Collected data entries
====
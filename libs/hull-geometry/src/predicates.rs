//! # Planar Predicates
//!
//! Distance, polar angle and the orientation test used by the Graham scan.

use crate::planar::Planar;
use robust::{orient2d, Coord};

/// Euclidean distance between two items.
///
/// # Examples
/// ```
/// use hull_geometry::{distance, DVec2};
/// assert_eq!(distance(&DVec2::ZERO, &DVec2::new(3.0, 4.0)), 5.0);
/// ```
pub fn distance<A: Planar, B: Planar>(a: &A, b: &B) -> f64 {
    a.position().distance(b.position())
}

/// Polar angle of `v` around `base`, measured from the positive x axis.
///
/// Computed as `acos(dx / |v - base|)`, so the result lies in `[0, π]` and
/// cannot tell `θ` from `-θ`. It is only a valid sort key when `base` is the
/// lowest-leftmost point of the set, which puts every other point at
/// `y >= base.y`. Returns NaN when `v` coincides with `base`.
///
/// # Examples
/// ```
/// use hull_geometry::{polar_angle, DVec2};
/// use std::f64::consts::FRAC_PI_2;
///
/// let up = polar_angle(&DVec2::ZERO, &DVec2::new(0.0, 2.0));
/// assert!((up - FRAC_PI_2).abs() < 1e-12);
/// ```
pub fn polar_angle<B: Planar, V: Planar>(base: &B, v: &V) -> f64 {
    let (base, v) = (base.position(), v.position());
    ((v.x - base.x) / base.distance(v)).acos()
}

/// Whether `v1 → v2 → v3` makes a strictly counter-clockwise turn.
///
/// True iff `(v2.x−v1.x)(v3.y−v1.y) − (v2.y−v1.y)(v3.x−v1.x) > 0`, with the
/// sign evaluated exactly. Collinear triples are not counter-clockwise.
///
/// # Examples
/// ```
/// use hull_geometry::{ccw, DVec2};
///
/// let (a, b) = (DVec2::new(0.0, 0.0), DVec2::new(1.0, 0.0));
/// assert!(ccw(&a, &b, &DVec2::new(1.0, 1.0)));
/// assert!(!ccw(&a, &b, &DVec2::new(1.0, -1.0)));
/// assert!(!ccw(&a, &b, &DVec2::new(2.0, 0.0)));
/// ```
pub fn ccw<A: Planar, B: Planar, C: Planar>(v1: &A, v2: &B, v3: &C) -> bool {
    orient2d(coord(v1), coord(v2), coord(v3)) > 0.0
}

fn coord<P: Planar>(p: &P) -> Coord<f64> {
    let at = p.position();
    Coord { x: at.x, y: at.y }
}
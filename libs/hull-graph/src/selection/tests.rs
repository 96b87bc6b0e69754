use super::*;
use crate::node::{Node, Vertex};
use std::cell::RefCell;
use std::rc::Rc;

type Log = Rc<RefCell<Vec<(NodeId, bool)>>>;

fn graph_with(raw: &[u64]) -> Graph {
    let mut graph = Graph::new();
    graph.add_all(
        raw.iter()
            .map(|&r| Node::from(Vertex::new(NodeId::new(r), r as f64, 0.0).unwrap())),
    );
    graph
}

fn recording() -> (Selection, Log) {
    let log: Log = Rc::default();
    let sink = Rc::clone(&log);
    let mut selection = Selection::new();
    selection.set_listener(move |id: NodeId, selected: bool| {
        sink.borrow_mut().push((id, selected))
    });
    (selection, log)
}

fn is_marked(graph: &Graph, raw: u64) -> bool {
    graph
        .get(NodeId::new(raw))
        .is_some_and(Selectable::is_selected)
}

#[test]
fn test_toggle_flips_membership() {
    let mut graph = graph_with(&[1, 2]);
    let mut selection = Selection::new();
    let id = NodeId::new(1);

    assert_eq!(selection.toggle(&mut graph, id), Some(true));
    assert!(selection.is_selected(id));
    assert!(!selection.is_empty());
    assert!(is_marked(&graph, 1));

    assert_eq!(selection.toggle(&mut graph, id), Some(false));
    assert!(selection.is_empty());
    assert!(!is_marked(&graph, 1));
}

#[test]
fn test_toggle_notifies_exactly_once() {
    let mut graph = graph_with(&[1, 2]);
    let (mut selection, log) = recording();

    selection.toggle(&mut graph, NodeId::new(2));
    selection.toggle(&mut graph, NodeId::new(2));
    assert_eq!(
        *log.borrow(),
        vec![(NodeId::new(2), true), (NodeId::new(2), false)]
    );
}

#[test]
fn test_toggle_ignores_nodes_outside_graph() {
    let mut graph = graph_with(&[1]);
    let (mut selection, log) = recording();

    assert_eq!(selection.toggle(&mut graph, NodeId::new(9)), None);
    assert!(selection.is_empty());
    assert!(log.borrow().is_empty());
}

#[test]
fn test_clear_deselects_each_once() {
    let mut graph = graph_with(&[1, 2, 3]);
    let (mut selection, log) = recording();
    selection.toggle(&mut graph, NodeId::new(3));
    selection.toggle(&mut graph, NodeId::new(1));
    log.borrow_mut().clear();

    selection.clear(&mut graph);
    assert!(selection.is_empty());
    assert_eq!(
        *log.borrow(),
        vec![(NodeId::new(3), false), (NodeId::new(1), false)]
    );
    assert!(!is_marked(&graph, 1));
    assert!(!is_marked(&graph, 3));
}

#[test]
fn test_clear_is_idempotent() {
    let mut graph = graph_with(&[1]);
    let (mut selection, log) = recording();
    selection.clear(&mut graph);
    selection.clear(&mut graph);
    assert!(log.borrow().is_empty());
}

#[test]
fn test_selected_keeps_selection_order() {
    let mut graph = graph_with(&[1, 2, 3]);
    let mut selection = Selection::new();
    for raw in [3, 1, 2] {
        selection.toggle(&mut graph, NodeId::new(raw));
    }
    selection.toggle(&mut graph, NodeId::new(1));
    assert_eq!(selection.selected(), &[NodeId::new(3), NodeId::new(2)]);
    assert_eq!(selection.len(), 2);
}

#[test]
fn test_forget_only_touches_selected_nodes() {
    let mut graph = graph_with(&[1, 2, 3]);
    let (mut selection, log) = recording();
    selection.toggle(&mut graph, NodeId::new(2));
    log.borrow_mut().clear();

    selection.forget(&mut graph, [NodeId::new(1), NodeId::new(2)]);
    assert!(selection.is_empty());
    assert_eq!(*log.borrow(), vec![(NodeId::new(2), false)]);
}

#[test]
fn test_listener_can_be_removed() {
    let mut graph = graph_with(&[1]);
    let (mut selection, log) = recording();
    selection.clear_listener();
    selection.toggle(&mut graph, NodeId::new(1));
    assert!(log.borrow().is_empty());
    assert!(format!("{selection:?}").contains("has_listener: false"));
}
====
This calls for all of the entries above, repeated exactly.

filename libs/hull-geometry/src/predicates.rs
//! # Planar Predicates
//!
//! Distance, polar angle and the orientation test used by the Graham scan.

use crate::planar::Planar;
use robust::{orient2d, Coord};

/// Euclidean distance between two items.
///
/// # Examples
/// ```
/// use hull_geometry::{distance, DVec2};
/// assert_eq!(distance(&DVec2::ZERO, &DVec2::new(3.0, 4.0)), 5.0);
/// ```
pub fn distance<A: Planar, B: Planar>(a: &A, b: &B) -> f64 {
    a.position().distance(b.position())
}

/// Polar angle of `v` around `base`, measured from the positive x axis.
///
/// Computed as `acos(dx / |v - base|)`, so the result lies in `[0, π]` and
/// cannot tell `θ` from `-θ`. It is only a valid sort key when `base` is the
/// lowest-leftmost point of the set, which puts every other point at
/// `y >= base.y`. Returns NaN when `v` coincides with `base`.
///
/// # Examples
/// ```
/// use hull_geometry::{polar_angle, DVec2};
/// use std::f64::consts::FRAC_PI_2;
///
/// let up = polar_angle(&DVec2::ZERO, &DVec2::new(0.0, 2.0));
/// assert!((up - FRAC_PI_2).abs() < 1e-12);
/// ```
pub fn polar_angle<B: Planar, V: Planar>(base: &B, v: &V) -> f64 {
    let (base, v) = (base.position(), v.position());
    ((v.x - base.x) / base.distance(v)).acos()
}

/// Whether `v1 → v2 → v3` makes a strictly counter-clockwise turn.
///
/// True iff `(v2.x−v1.x)(v3.y−v1.y) − (v2.y−v1.y)(v3.x−v1.x) > 0`, with the
/// sign evaluated exactly. Collinear triples are not counter-clockwise.
///
/// # Examples
/// ```
/// use hull_geometry::{ccw, DVec2};
///
/// let (a, b) = (DVec2::new(0.0, 0.0), DVec2::new(1.0, 0.0));
/// assert!(ccw(&a, &b, &DVec2::new(1.0, 1.0)));
/// assert!(!ccw(&a, &b, &DVec2::new(1.0, -1.0)));
/// assert!(!ccw(&a, &b, &DVec2::new(2.0, 0.0)));
/// ```
pub fn ccw<A: Planar, B: Planar, C: Planar>(v1: &A, v2: &B, v3: &C) -> bool {
    orient2d(coord(v1), coord(v2), coord(v3)) > 0.0
}

fn coord<P: Planar>(p: &P) -> Coord<f64> {
    let at = p.position();
    Coord { x: at.x, y: at.y }
}
filename libs/hull-graph/src/selection/tests.rs
repository 96b87bc6b0e69754
use super::*;
use crate::node::{Node, Vertex};
use std::cell::RefCell;
use std::rc::Rc;

type Log = Rc<RefCell<Vec<(NodeId, bool)>>>;

fn graph_with(raw: &[u64]) -> Graph {
    let mut graph = Graph::new();
    graph.add_all(
        raw.iter()
            .map(|&r| Node::from(Vertex::new(NodeId::new(r), r as f64, 0.0).unwrap())),
    );
    graph
}

fn recording() -> (Selection, Log) {
    let log: Log = Rc::default();
    let sink = Rc::clone(&log);
    let mut selection = Selection::new();
    selection.set_listener(move |id: NodeId, selected: bool| {
        sink.borrow_mut().push((id, selected))
    });
    (selection, log)
}

fn is_marked(graph: &Graph, raw: u64) -> bool {
    graph
        .get(NodeId::new(raw))
        .is_some_and(Selectable::is_selected)
}

#[test]
fn test_toggle_flips_membership() {
    let mut graph = graph_with(&[1, 2]);
    let mut selection = Selection::new();
    let id = NodeId::new(1);

    assert_eq!(selection.toggle(&mut graph, id), Some(true));
    assert!(selection.is_selected(id));
    assert!(!selection.is_empty());
    assert!(is_marked(&graph, 1));

    assert_eq!(selection.toggle(&mut graph, id), Some(false));
    assert!(selection.is_empty());
    assert!(!is_marked(&graph, 1));
}

#[test]
fn test_toggle_notifies_exactly_once() {
    let mut graph = graph_with(&[1, 2]);
    let (mut selection, log) = recording();

    selection.toggle(&mut graph, NodeId::new(2));
    selection.toggle(&mut graph, NodeId::new(2));
    assert_eq!(
        *log.borrow(),
        vec![(NodeId::new(2), true), (NodeId::new(2), false)]
    );
}

#[test]
fn test_toggle_ignores_nodes_outside_graph() {
    let mut graph = graph_with(&[1]);
    let (mut selection, log) = recording();

    assert_eq!(selection.toggle(&mut graph, NodeId::new(9)), None);
    assert!(selection.is_empty());
    assert!(log.borrow().is_empty());
}

#[test]
fn test_clear_deselects_each_once() {
    let mut graph = graph_with(&[1, 2, 3]);
    let (mut selection, log) = recording();
    selection.toggle(&mut graph, NodeId::new(3));
    selection.toggle(&mut graph, NodeId::new(1));
    log.borrow_mut().clear();

    selection.clear(&mut graph);
    assert!(selection.is_empty());
    assert_eq!(
        *log.borrow(),
        vec![(NodeId::new(3), false), (NodeId::new(1), false)]
    );
    assert!(!is_marked(&graph, 1));
    assert!(!is_marked(&graph, 3));
}

#[test]
fn test_clear_is_idempotent() {
    let mut graph = graph_with(&[1]);
    let (mut selection, log) = recording();
    selection.clear(&mut graph);
    selection.clear(&mut graph);
    assert!(log.borrow().is_empty());
}

#[test]
fn test_selected_keeps_selection_order() {
    let mut graph = graph_with(&[1, 2, 3]);
    let mut selection = Selection::new();
    for raw in [3, 1, 2] {
        selection.toggle(&mut graph, NodeId::new(raw));
    }
    selection.toggle(&mut graph, NodeId::new(1));
    assert_eq!(selection.selected(), &[NodeId::new(3), NodeId::new(2)]);
    assert_eq!(selection.len(), 2);
}

#[test]
fn test_forget_only_touches_selected_nodes() {
    let mut graph = graph_with(&[1, 2, 3]);
    let (mut selection, log) = recording();
    selection.toggle(&mut graph, NodeId::new(2));
    log.borrow_mut().clear();

    selection.forget(&mut graph, [NodeId::new(1), NodeId::new(2)]);
    assert!(selection.is_empty());
    assert_eq!(*log.borrow(), vec![(NodeId::new(2), false)]);
}

#[test]
fn test_listener_can_be_removed() {
    let mut graph = graph_with(&[1]);
    let (mut selection, log) = recording();
    selection.clear_listener();
    selection.toggle(&mut graph, NodeId::new(1));
    assert!(log.borrow().is_empty());
    assert!(format!("{selection:?}").contains("has_listener: false"));
}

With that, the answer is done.